A hard-boiled egg, wrapped in thick spiced ragout, breaded, and dropped into hot fat. There is nothing refined about it, and that is the entire point. This is cafetaria food, snackbar heritage, the thing you eat standing at a counter in Groningen with a cold beer and no apology. Gold and crackling on the outside, hot and creamy and savoury on the inside, with a whole egg sitting in the middle like a secret. Do not try to make it elegant. Make it honest, and make it big.

The ragout is the soul of the thing, and the only rule is that it has to be stiff. Butter, onion softened slow and pale, flour cooked out into a roux, then stock added little by little until it goes thick, far thicker than a sauce you would ever pour.
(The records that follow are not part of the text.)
//! The two output channels (dispersal, density) as a fixed-size pair.
//!
//! Every map, tensor or statistic that has one value per channel is carried as
//! a [`ChannelPair`]. There is no trailing "channel" dimension anywhere in the
//! crate; per-channel operations go through [`ChannelPair::map`] or
//! [`ChannelPair::zip`].

use serde::{Deserialize, Serialize};
use std::fmt;

/// One of the two predicted surfaces.
#[derive(Debug, Clone, Copy, PartialEq, Eq, Hash, Serialize, Deserialize)]
pub enum Channel {
    /// Dispersal rate (blue raster channel, index 0 on disk).
    Dispersal,
    /// Population density (red raster channel, index 1 on disk).
    Density,
}

impl Channel {
    /// Both channels in on-disk order.
    pub const ALL: [Channel; 2] = [Channel::Dispersal, Channel::Density];

    /// Position of the channel in channel-last arrays on disk.
    pub fn index(self) -> usize {
        match self {
            Channel::Dispersal => 0,
            Channel::Density => 1,
        }
    }

    /// Lower-case channel name used in logs and error messages.
    pub fn name(self) -> &'static str {
        match self {
            Channel::Dispersal => "dispersal",
            Channel::Density => "density",
        }
    }
}

impl fmt::Display for Channel {
    fn fmt(&self, f: &mut fmt::Formatter<'_>) -> fmt::Result {
        f.write_str(self.name())
    }
}

/// A value for each of the two channels.
#[derive(Debug, Clone, Copy, PartialEq, Default, Serialize, Deserialize)]
pub struct ChannelPair<T> {
    /// Dispersal channel.
    pub dispersal: T,
    /// Density channel.
    pub density: T,
}

impl<T> ChannelPair<T> {
    /// Build a pair from its two halves.
    pub fn new(dispersal: T, density: T) -> Self {
        ChannelPair { dispersal, density }
    }

    /// Build a pair by evaluating `f` once per channel.
    pub fn from_fn(mut f: impl FnMut(Channel) -> T) -> Self {
        ChannelPair { dispersal: f(Channel::Dispersal), density: f(Channel::Density) }
    }

    /// Borrow the value for `channel`.
    pub fn get(&self, channel: Channel) -> &T {
        match channel {
            Channel::Dispersal => &self.dispersal,
            Channel::Density => &self.density,
        }
    }

    /// Mutably borrow the value for `channel`.
    pub fn get_mut(&mut self, channel: Channel) -> &mut T {
        match channel {
            Channel::Dispersal => &mut self.dispersal,
            Channel::Density => &mut self.density,
        }
    }

    /// Borrow both halves.
    pub fn each_ref(&self) -> ChannelPair<&T> {
        ChannelPair { dispersal: &self.dispersal, density: &self.density }
    }

    /// Apply `f` to each channel independently.
    pub fn map<U>(self, mut f: impl FnMut(Channel, T) -> U) -> ChannelPair<U> {
        ChannelPair {
            dispersal: f(Channel::Dispersal, self.dispersal),
            density: f(Channel::Density, self.density),
        }
    }

    /// Combine two pairs channel by channel.
    pub fn zip<U, V>(
        self,
        other: ChannelPair<U>,
        mut f: impl FnMut(Channel, T, U) -> V,
    ) -> ChannelPair<V> {
        ChannelPair {
            dispersal: f(Channel::Dispersal, self.dispersal, other.dispersal),
            density: f(Channel::Density, self.density, other.density),
        }
    }

    /// Fallible per-channel map; stops at the first error.
    pub fn try_map<U, E>(
        self,
        mut f: impl FnMut(Channel, T) -> Result<U, E>,
    ) -> Result<ChannelPair<U>, E> {
        Ok(ChannelPair {
            dispersal: f(Channel::Dispersal, self.dispersal)?,
            density: f(Channel::Density, self.density)?,
        })
    }

    /// Iterate `(channel, value)` in on-disk order.
    pub fn iter(&self) -> impl Iterator<Item = (Channel, &T)> {
        [(Channel::Dispersal, &self.dispersal), (Channel::Density, &self.density)].into_iter()
    }
}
Then you season it like the snackbar it comes from: curry powder, sharp Dijon, nutmeg, pepper, and yes, a whisper of Maggi if you want the flavour you actually remember. Cook it down until it almost stands up on its own, then chill it hard, a night if you can. Cold and firm is not optional here. It is the whole game.
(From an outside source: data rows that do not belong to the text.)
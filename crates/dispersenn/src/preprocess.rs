//! Corpus preprocessing: normalization statistics plus per-example NPY files.
//!
//! ```text
//! target PNGs ──read_map──► StatsAccumulator ──► mean_sd.npy / mean_sd.json
//!      │
//!      └──► normalize ──► Maps/<seed>/<i>.target.npy
//! GenotypeSampler ──► Genos/<seed>/<i>.genos.npy, Locs/<seed>/<i>.locs.npy
//! ```
//!
//! Existing statistics are reused and existing per-example files are left
//! untouched, so an interrupted run can be resumed.

use rand::rngs::StdRng;
use rand::SeedableRng;
use std::path::{Path, PathBuf};
use tracing::{debug, info};

use crate::config::TrainingConfig;
use crate::dataset::preprocessed_paths;
use crate::error::{DatasetError, TrainError, TrainResult};
use crate::genotype::{GenotypeMatrix, LocationMatrix, Phase, Polarization};
use crate::raster::{self, NormStats, StatsAccumulator};
use crate::vcf;

// ---------------------------------------------------------------------------
// GenotypeSampler
// ---------------------------------------------------------------------------

/// Source of genotype/location samples, one per corpus example.
///
/// Simulation back ends (tree sequences with recapitation and mutation)
/// implement this trait outside the crate; [`VcfSampler`] covers empirical
/// data.
pub trait GenotypeSampler {
    /// Number of examples the sampler can produce.
    fn len(&self) -> usize;

    /// `true` when there is nothing to sample.
    fn is_empty(&self) -> bool {
        self.len() == 0
    }

    /// Draw genotypes and locations for example `idx`.
    fn sample(&self, idx: usize, rng: &mut StdRng) -> Result<(GenotypeMatrix, LocationMatrix), DatasetError>;
}

/// Samples from paired VCF and `.locs` files.
#[derive(Debug, Clone)]
pub struct VcfSampler {
    inputs: Vec<(PathBuf, PathBuf)>,
    n: usize,
    num_snps: usize,
    phase: Phase,
    polarization: Polarization,
}

impl VcfSampler {
    /// One example per `(vcf, locs)` pair.
    pub fn new(
        inputs: Vec<(PathBuf, PathBuf)>,
        n: usize,
        num_snps: usize,
        phase: Phase,
        polarization: Polarization,
    ) -> Self {
        VcfSampler { inputs, n, num_snps, phase, polarization }
    }
}

impl GenotypeSampler for VcfSampler {
    fn len(&self) -> usize {
        self.inputs.len()
    }

    fn sample(&self, idx: usize, rng: &mut StdRng) -> Result<(GenotypeMatrix, LocationMatrix), DatasetError> {
        let (vcf_path, locs_path) = self
            .inputs
            .get(idx)
            .ok_or(DatasetError::IndexOutOfBounds { idx, len: self.inputs.len() })?;
        let genos = vcf::read_genotypes_path(
            vcf_path,
            Some(self.n),
            self.num_snps,
            self.phase,
            self.polarization,
            rng,
        )?;
        let locs = vcf::read_locations_path(locs_path, self.n)?;
        Ok((genos, locs))
    }
}

/// Read a newline-separated list of paths, skipping blank lines.
pub fn read_list(path: &Path) -> Result<Vec<PathBuf>, DatasetError> {
    let text = std::fs::read_to_string(path).map_err(|e| DatasetError::io_error(path, e))?;
    Ok(text.lines().map(str::trim).filter(|l| !l.is_empty()).map(PathBuf::from).collect())
}

// ---------------------------------------------------------------------------
// Preprocessing
// ---------------------------------------------------------------------------

/// What a preprocessing run did.
#[derive(Debug, Clone, PartialEq)]
pub struct PreprocessSummary {
    /// Statistics used for normalization.
    pub stats: NormStats,
    /// Whether the statistics were loaded rather than computed.
    pub stats_reused: bool,
    /// Examples whose genotype and location files were written.
    pub inputs_written: usize,
    /// Examples whose target file was written.
    pub targets_written: usize,
}

/// Load `mean_sd.npy` from `out_dir` if present, otherwise compute it over
/// `maps` and write both the NPY and a JSON copy.
pub fn load_or_compute_stats(config: &TrainingConfig, maps: &[PathBuf]) -> TrainResult<(NormStats, bool)> {
    let path = config.stats_path();
    if path.is_file() {
        let stats = NormStats::load_npy(&path)?;
        info!(path = %path.display(), "reusing normalization statistics");
        return Ok((stats, true));
    }

    let mut acc = StatsAccumulator::default();
    for map in maps {
        acc.push(&raster::read_map(map, config.grid_coarseness, config.size_out)?);
    }
    let stats = acc.finish()?;
    std::fs::create_dir_all(&config.out_dir).map_err(|e| TrainError::write(&config.out_dir, e))?;
    stats.save_npy(&path)?;
    stats.save_json(&path.with_extension("json"))?;
    info!(
        maps = maps.len(),
        dispersal_mean = stats.channels.dispersal.mean,
        dispersal_sd = stats.channels.dispersal.sd,
        density_mean = stats.channels.density.mean,
        density_sd = stats.channels.density.sd,
        "computed normalization statistics"
    );
    Ok((stats, false))
}

/// Write the preprocessed corpus for `maps` under `config.out_dir`.
///
/// Example `i` draws from `sampler` with an RNG seeded by `seed + i`, so
/// skipping already-written examples does not change the others.
pub fn preprocess(
    config: &TrainingConfig,
    maps: &[PathBuf],
    sampler: &dyn GenotypeSampler,
) -> TrainResult<PreprocessSummary> {
    if sampler.len() != maps.len() {
        return Err(DatasetError::format(format!(
            "{} target maps but {} genotype inputs",
            maps.len(),
            sampler.len()
        ))
        .into());
    }
    let (stats, stats_reused) = load_or_compute_stats(config, maps)?;

    let seed_dir = config.seed.to_string();
    for sub in ["Maps", "Genos", "Locs"] {
        let dir = config.out_dir.join(sub).join(&seed_dir);
        std::fs::create_dir_all(&dir).map_err(|e| TrainError::write(&dir, e))?;
    }

    let mut inputs_written = 0;
    let mut targets_written = 0;
    for (i, map) in maps.iter().enumerate() {
        let (genos_path, locs_path, map_path) = preprocessed_paths(&config.out_dir, config.seed, i);

        if !genos_path.is_file() || !locs_path.is_file() {
            let mut rng = StdRng::seed_from_u64(config.seed.wrapping_add(i as u64));
            let (genos, locs) = sampler.sample(i, &mut rng)?;
            ndarray_npy::write_npy(&genos_path, &genos.into_inner())
                .map_err(|e| DatasetError::npy(&genos_path, e.to_string()))?;
            ndarray_npy::write_npy(&locs_path, &locs.view().to_owned())
                .map_err(|e| DatasetError::npy(&locs_path, e.to_string()))?;
            inputs_written += 1;
        }

        if !map_path.is_file() {
            let target = raster::read_map(map, config.grid_coarseness, config.size_out)?;
            raster::save_target(&map_path, &stats.normalize(&target)?)?;
            targets_written += 1;
        }
        debug!(example = i, "preprocessed");
    }

    info!(examples = maps.len(), inputs_written, targets_written, "preprocessing complete");
    Ok(PreprocessSummary { stats, stats_reused, inputs_written, targets_written })
}

#[cfg(test)]
mod tests {
    use super::*;
    use tempfile::tempdir;

    #[test]
    fn read_list_skips_blank_lines() {
        let tmp = tempdir().unwrap();
        let path = tmp.path().join("list.txt");
        std::fs::write(&path, "a.png\n\n  b.png  \n").unwrap();
        assert_eq!(read_list(&path).unwrap(), vec![PathBuf::from("a.png"), PathBuf::from("b.png")]);
    }

    #[test]
    fn vcf_sampler_out_of_range() {
        let sampler = VcfSampler::new(vec![], 4, 10, Phase::Unphased, Polarization::MajorMinor);
        let mut rng = StdRng::seed_from_u64(0);
        assert!(sampler.is_empty());
        assert!(matches!(sampler.sample(0, &mut rng), Err(DatasetError::IndexOutOfBounds { .. })));
    }
}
Then the patience that separates an eierbal from a deep-fried disaster. Wrap the cold ragout around each egg, big and fully closed, and back into the fridge to firm. Flour, egg, breadcrumb, and do it twice for a crust that holds. Chill again. Only then, the oil at 170, five or six minutes until it is the colour of an old penny. Drain it, and then, this is the hard part, wait. Bite into it straight from the fryer and you will scald the roof of your mouth on a piece of Groningen pride. Coarse mustard on the side. That is not a suggestion, that is the law.

Total time
3 h 12 min
Serves
4 people
Difficulty
3 / 5
Pair with
A cold lager, straight up, and a blob of coarse mustard. This is counter food. Do not overthink it.

Ingredients

  • Eggs & ragout

    • 4eggs
    • 50 gbutter
    • 60 gplain flour
    • 400 mlbeef or chicken stock
    • 1small onion, very finely chopped
    • 1 tspcurry powder
    • 1 tspspicy Dijon mustard
    • 1 tspWorcestershire sauce · optional
    • a pinchnutmeg
    • to tastesalt and black pepper
    • a dashMaggi or stock powder · optional, for snackbar flavour
  • To bread

    • to coatplain flour
    • 2eggs, beaten
    • to coatfine breadcrumbs
  • To fry

    • to frysunflower or frying oil

Method

  1. 1

    Hard-boil the eggs in 8 to 9 minutes. Cool them under cold water, peel carefully, and pat them very dry with kitchen paper. The drier the eggs, the better the ragout grips them.

  2. 2

    Melt the butter over medium heat. Soften the onion gently for 3 to 4 minutes without colouring it. Stir in the flour and cook the roux about 2 minutes, so it loses its raw-flour taste.

  3. 3

    Add the stock little by little, stirring hard, until the ragout thickens. You want it stiff, much thicker than a normal sauce, stiff enough to wrap around an egg and stay there.

  4. 4

    Season with curry powder, Dijon, nutmeg, pepper, salt and, if you like, Worcestershire or a small dash of Maggi. Let it cook gently a few more minutes until thick and stiff, almost like a croquette filling.

  5. 5

    Scrape the ragout into a dish and press cling film directly onto the surface so no skin forms. Cool fully, then chill at least 2 hours, or better, overnight.

  6. 6

    Divide the cold ragout into 4 equal portions. Flatten a portion in your hand, wrap it fully around an egg and shape a big ball with the egg completely covered. Dampen your hands lightly if it sticks.

  7. 7

    Chill the shaped balls 30 minutes to firm up.

  8. 8

    Set up three bowls: flour, beaten egg, breadcrumbs. Roll each ball through the flour, then the egg, then the crumbs. For a sturdier crust, go through the egg and crumbs a second time. Then chill the breaded balls another 30 minutes to 1 hour.

  9. 9

    Heat the oil to 170 °C. Fry the eierballen 1 or 2 at a time for about 5 to 6 minutes, until deep gold and crisp. Drain on kitchen paper and let them rest 2 minutes before serving.

  10. 10

    Serve with plenty of coarse mustard on the side. The Dijon goes in the ragout for flavour; the coarse mustard belongs next to it on the plate. That is how it is done.